Can you translate the A.60/A.83 references into blog-speak? I readily admit my limitations as to EP-ish.


You did not answer my question. I am aware of what you think that you are saying, but would like you to answer my question directly. Thanks. (btw, there is a U.S. case centering around "utility" that speaks to the "mere study plan" as not enough)

Frank said...

To US Anon,
I am saying that if a patent application claims, for example, 2 new compounds, it would be sufficient for the application to only describe the actual synthesis of one of those compounds and for there to be data demonstrating pharmacological activity of only the single compound. By means of reasonable extrapolation, it is reasonable to predict, therefore expect, the other compound to also have the claimed utility.

If this is not the case in the US, then I shall have to worry about the numerous patens I have had granted over the years.

If the US position is that the applicant is not in 'possession' of the unexemplified compound, then possession is clearly not a requirement.

THE US anon said...


Merely claiming "it is reasonable" does not make it so.

Take a look (again, for the first time?) at the number of FAILED FDA approval attempts.

That aside, you still have not answered my question as to the law.

(and yes, possession remains a bedrock requirement)

Frank said...

US Anon, As I pointed out in my first post, you are clearly unhappy with the fact that pharmaceutical patents are granted for compounds which fail to gain FDA approval. However, as I also pointed out, the fact you do not like the way the law is applied, does not alter the current legal position.

Regarding possession being a deadrock requirement, I defer to your knowledge on that point. Referring back to my previous example, in such an application the applicant must therefore be in possession of the unexemplified compound.

I am glad we can finish in agreement.

THE US anon said...

And Frank, as I have pointed out in my last post, you STILL have not answered my question.

There is no "fact" in my liking or not liking something. Law not applied (for whatever reasons) is not law applied. If on a general basis possession at time of filing is the law but has not been challenged, that lack of challenge does not change the law. Lacking possession of actual utility at the time of filing because no such utility exists does not - and cannot - change the law concerning possession at time of filing.

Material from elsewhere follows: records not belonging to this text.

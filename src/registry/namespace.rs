//! Default namespace derivation

/// Characters kept from each of owner and repository name
const PREFIX_LEN: usize = 4;

/// Lowercase `part`, map anything outside `[a-z0-9-]` to `-`, keep the first four characters
fn prefix(part: &str) -> String {
    part.chars()
        .map(|c| c.to_ascii_lowercase())
        .map(|c| {
            if c.is_ascii_lowercase() || c.is_ascii_digit() || c == '-' {
                c
            } else {
                '-'
            }
        })
        .take(PREFIX_LEN)
        .collect()
}

/// Namespace used when `repo add` is not given one, e.g. `acme/tools` → `acme-tool`
pub fn derive_namespace(owner: &str, repo_name: &str) -> String {
    format!("{}-{}", prefix(owner), prefix(repo_name))
}

#[cfg(test)]
mod tests {
    use super::*;
    use crate::domain::is_valid_namespace;

    #[test]
    fn test_derive_namespace() {
        assert_eq!(derive_namespace("acme", "tools"), "acme-tool");
        assert_eq!(derive_namespace("Anthropics", "Skills"), "anth-skil");
        assert_eq!(derive_namespace("ab", "c"), "ab-c");
    }

    #[test]
    fn test_derive_namespace_sanitizes() {
        let ns = derive_namespace("my.org", "x_y");
        assert_eq!(ns, "my-o-x-y");
        assert!(is_valid_namespace(&ns));
    }

    #[test]
    fn test_different_owners_differ() {
        assert_ne!(
            derive_namespace("acme", "tools"),
            derive_namespace("beta", "tools")
        );
        // Shared prefixes collide and are caught by the registry
        assert_eq!(
            derive_namespace("acme", "tools"),
            derive_namespace("acmecorp", "toolbox")
        );
    }
}
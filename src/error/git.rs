//! Version control errors

use super::QuiverError;

/// Wraps a libgit2 error, keeping its class and message verbatim
pub fn failed(operation: &str, err: &git2::Error) -> QuiverError {
    QuiverError::VersionControl {
        operation: operation.to_string(),
        message: format!("{} ({:?}/{:?})", err.message(), err.class(), err.code()),
    }
}

/// Creates a version control error from a plain message
pub fn operation_failed(operation: &str, message: impl Into<String>) -> QuiverError {
    QuiverError::VersionControl {
        operation: operation.to_string(),
        message: message.into(),
    }
}
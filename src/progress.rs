//! Progress bar display for mirror syncs

use indicatif::{ProgressBar, ProgressDrawTarget, ProgressStyle};

/// Progress over a sequential batch of repositories
pub struct SyncProgress {
    pb: ProgressBar,
}

impl SyncProgress {
    /// Create a progress bar over `total` repositories; `hidden` suppresses drawing
    pub fn new(total: u64, hidden: bool) -> Self {
        let pb = ProgressBar::new(total);
        if hidden {
            pb.set_draw_target(ProgressDrawTarget::hidden());
        }
        if let Ok(style) = ProgressStyle::default_bar().template("[{bar:40.cyan/blue}] {pos}/{len} {msg}") {
            pb.set_style(style.progress_chars("#>-"));
        }
        Self { pb }
    }

    /// Show the repository being synced, advancing past the previous one
    pub fn start(&self, namespace: &str) {
        if self.pb.message().is_empty() {
            self.pb.set_message(namespace.to_string());
        } else {
            self.pb.inc(1);
            self.pb.set_message(namespace.to_string());
        }
    }

    pub fn finish(&self) {
        self.pb.set_position(self.pb.length().unwrap_or(0));
        self.pb.finish_and_clear();
    }
}

#[cfg(test)]
mod tests {
    use super::*;

    #[test]
    fn test_hidden_progress_advances() {
        let progress = SyncProgress::new(3, true);
        progress.start("one");
        assert_eq!(progress.pb.position(), 0);
        progress.start("two");
        progress.start("three");
        assert_eq!(progress.pb.position(), 2);
        progress.finish();
        assert!(progress.pb.is_finished());
    }
}
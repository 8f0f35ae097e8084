use clap::Parser;

use crate::domain::ArtifactKind;

/// Arguments for the list command
#[derive(Parser, Debug)]
#[command(after_help = "EXAMPLES:\n  \
                  List all installed packages:\n    quiver list\n\n\
                  Only triggers:\n    quiver list --kind trigger\n\n\
                  Only packages from one repository:\n    quiver list --namespace acme-tool")]
pub struct ListArgs {
    /// Only show packages of this kind
    #[arg(long, short = 'k', value_enum)]
    pub kind: Option<ArtifactKind>,

    /// Only show packages from this namespace
    #[arg(long, short = 'n')]
    pub namespace: Option<String>,
}

/// Arguments for the info command
#[derive(Parser, Debug)]
pub struct InfoArgs {
    /// Namespaced package name (namespace--name)
    pub name: String,
}
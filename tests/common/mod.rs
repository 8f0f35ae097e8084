//! Common test utilities for quiver integration tests

#![allow(dead_code)]
#![allow(clippy::expect_used, clippy::unwrap_used)]

use std::path::{Path, PathBuf};

use assert_cmd::Command;
use git2::{IndexAddOption, Repository, RepositoryInitOptions, Signature};
use tempfile::TempDir;

/// Isolated data root and artifacts directory for one test
pub struct TestEnv {
    pub temp: TempDir,
    pub home: PathBuf,
    pub artifacts: PathBuf,
}

impl TestEnv {
    pub fn new() -> Self {
        let temp = TempDir::new().expect("Failed to create temp directory");
        let home = temp.path().join("home");
        let artifacts = temp.path().join("artifacts");
        Self {
            temp,
            home,
            artifacts,
        }
    }

    /// The real quiver binary pointed at this environment
    pub fn cmd(&self) -> Command {
        let mut cmd = quiver_cmd();
        cmd.env("QUIVER_HOME", &self.home)
            .env("QUIVER_ARTIFACTS_DIR", &self.artifacts)
            .env_remove("RUST_LOG");
        cmd
    }

    /// Run a command with `--json` and parse its stdout
    pub fn json(&self, args: &[&str]) -> serde_json::Value {
        let output = self
            .cmd()
            .arg("--json")
            .args(args)
            .output()
            .expect("Failed to run quiver");
        assert!(
            output.status.success(),
            "quiver {args:?} failed: {}",
            String::from_utf8_lossy(&output.stderr)
        );
        serde_json::from_slice(&output.stdout).expect("stdout is not JSON")
    }

    pub fn artifact(&self, relative: &str) -> PathBuf {
        self.artifacts.join(relative)
    }

    pub fn mirror(&self, namespace: &str) -> PathBuf {
        self.home.join("repos").join(namespace)
    }

    /// Register `upstream` and return the namespace it got
    pub fn register(&self, upstream: &Upstream) -> String {
        let value = self.json(&["repo", "add", &upstream.url()]);
        value["namespace"]
            .as_str()
            .expect("namespace in output")
            .to_string()
    }
}

impl Default for TestEnv {
    fn default() -> Self {
        Self::new()
    }
}

// Temporary fix for deprecated cargo_bin - will be updated when build-dir issues are resolved
#[allow(deprecated)]
pub fn quiver_cmd() -> Command {
    Command::cargo_bin("quiver").unwrap()
}

/// A local git repository standing in for a remote, laid out as `<owner>/<repo>`
pub struct Upstream {
    _temp: TempDir,
    path: PathBuf,
}

impl Upstream {
    pub fn new(owner: &str, repo: &str) -> Self {
        let temp = TempDir::new().expect("Failed to create temp directory");
        let path = temp.path().join(owner).join(repo);
        std::fs::create_dir_all(&path).expect("Failed to create upstream directory");

        let mut options = RepositoryInitOptions::new();
        options.initial_head("main");
        Repository::init_opts(&path, &options).expect("Failed to init upstream repository");

        Self { _temp: temp, path }
    }

    /// Repository with one bundle, two snippets, a profile and a trigger
    pub fn with_sample_content() -> Self {
        let upstream = Self::new("acme", "tools");
        upstream.write(
            "bundles/greeter/BUNDLE.md",
            "---\ndescription: Greets people\n---\n# Greeter\n",
        );
        upstream.write("bundles/greeter/templates/hello.txt", "Hello!\n");
        upstream.write(
            "snippets/review.md",
            "---\ndescription: Review checklist\n---\nCheck the tests.\n",
        );
        upstream.write("snippets/refactor.md", "Keep functions small.\n");
        upstream.write("profiles/reviewer.md", "You review code.\n");
        upstream.write("triggers/pre-commit.sh", "#!/bin/sh\necho ok\n");
        upstream.write("README.md", "# acme tools\n");
        upstream.commit("initial");
        upstream
    }

    pub fn path(&self) -> &Path {
        &self.path
    }

    pub fn url(&self) -> String {
        format!("file://{}", self.path.display())
    }

    pub fn write(&self, relative: &str, content: &str) {
        let full_path = self.path.join(relative);
        if let Some(parent) = full_path.parent() {
            std::fs::create_dir_all(parent).expect("Failed to create parent directory");
        }
        std::fs::write(&full_path, content).expect("Failed to write file");
    }

    /// Stage everything and commit, returning the new commit id
    pub fn commit(&self, message: &str) -> String {
        let repo = Repository::open(&self.path).expect("Failed to open upstream");
        let mut index = repo.index().expect("Failed to get index");
        index
            .add_all(["*"].iter(), IndexAddOption::DEFAULT, None)
            .expect("Failed to stage files");
        index.write().expect("Failed to write index");

        let tree_id = index.write_tree().expect("Failed to write tree");
        let tree = repo.find_tree(tree_id).expect("Failed to find tree");
        let sig = Signature::now("Test", "test@example.com").expect("Failed to create signature");

        let parent = repo
            .head()
            .ok()
            .and_then(|head| head.peel_to_commit().ok());
        let parents: Vec<&git2::Commit> = parent.iter().collect();

        repo.commit(Some("HEAD"), &sig, &sig, message, &tree, &parents)
            .expect("Failed to commit")
            .to_string()
    }
}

I think the only agreement we have "finished" with is that you are dodging a very simple and basic question.

Given the ultimate failure of something prophetic, one cannot say that one possesses the prophetic. Instead, all one possesses is a study plan and a desired utility.

Ad Man home alone said...

Comments on the case would be more of interest and more welcome and more appropriate. With the huge readership of this blog, I am a litle dismayed by the sparsity of challenging contributions.

Anonymous said...

astonishing Para 459-505...

Visitor said...

While most comments here focus on the nerdy details of law, this is in fact a very important decision in the broader context of patent and public health. Why so little has been discussed in this regard??